La importancia de ser cabeza de lista

Tanto Pla como Orriols apuntan además a que el único problema de las mujeres no se limita solo a no estar en los primeros puestos de la lista (situación que corrige el sistema cremallera), sino que, en las circunscripciones pequeñas, donde apenas se aportan un par de escaños, todo lo que sea no ocupar la cabeza de la lista no garantiza la representación.“Hay que tener en cuenta que en el caso español la existencia de muchas circunscripciones de pequeño tamaño (en 26 circunscripciones se eligen entre dos y cinco escaños) supone una barrera de facto para las mujeres, ya que la cabeza de la lista suele estar ocupada por hombres”, apunta Pla.

La politóloga asegura que “en estos casos ni siquiera la existencia de listas cremallera garantizaría, al final del proceso, la presencia de mujeres en las instituciones en condiciones mínimas de paridad, ya que las circunscripciones pequeñas convierten el sistema electoral español en una especie de sistema mixto, por un lado proporcional y por otro, mayoritario”.
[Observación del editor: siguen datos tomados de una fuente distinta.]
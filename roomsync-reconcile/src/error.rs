//! Error types for roomsync-reconcile.

use thiserror::Error;

use roomsync_client::TransportError;
use roomsync_core::RoomId;
use roomsync_renderer::RenderError;

/// Which side of the sync a roster belongs to.
#[derive(Debug, Clone, Copy, PartialEq, Eq)]
pub enum RosterSide {
    Source,
    Destination,
}

impl std::fmt::Display for RosterSide {
    fn fmt(&self, f: &mut std::fmt::Formatter<'_>) -> std::fmt::Result {
        match self {
            RosterSide::Source => write!(f, "source"),
            RosterSide::Destination => write!(f, "destination"),
        }
    }
}

/// All errors that abort a reconciliation run.
///
/// Add-member failures never appear here; they are recorded in the report.
#[derive(Debug, Error)]
pub enum SyncError {
    /// A roster could not be fetched; nothing was added.
    #[error("failed to fetch {side} roster for room {room}: {source}")]
    Fetch {
        side: RosterSide,
        room: RoomId,
        #[source]
        source: TransportError,
    },

    /// An error from the rendering engine.
    #[error("render error: {0}")]
    Render(#[from] RenderError),
}

impl SyncError {
    /// Upstream HTTP status behind the failure, if any.
    pub fn upstream_status(&self) -> Option<u16> {
        match self {
            SyncError::Fetch { source, .. } => source.status(),
            SyncError::Render(_) => None,
        }
    }
}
Para Orriols, tras la extensión de los sistemas cremallera, “la siguiente batalla” es, precisamente, “la de garantizar la presencia de mujeres en el primer puesto de las candidaturas”. “La paridad y la igualdad están sujetas a distintas concepciones, lo que implica maneras diferentes de tender a ellas”, explica Pla.

“Si nos atenemos a razones históricas, quizá la forma más "justa" de lograr una mayor presencia de las mujeres en la vida pública, no solo en la representación política, sería el establecimiento de sistemas de discriminación positiva, lo que garantizaría no ya la igualdad numérica sino la equidad social y política, reconociendo que el sistema patriarcal ha mantenido a las mujeres durante siglos apartadas de la vida pública. Esta sí sería una verdadera revolución política”, concluye la politóloga.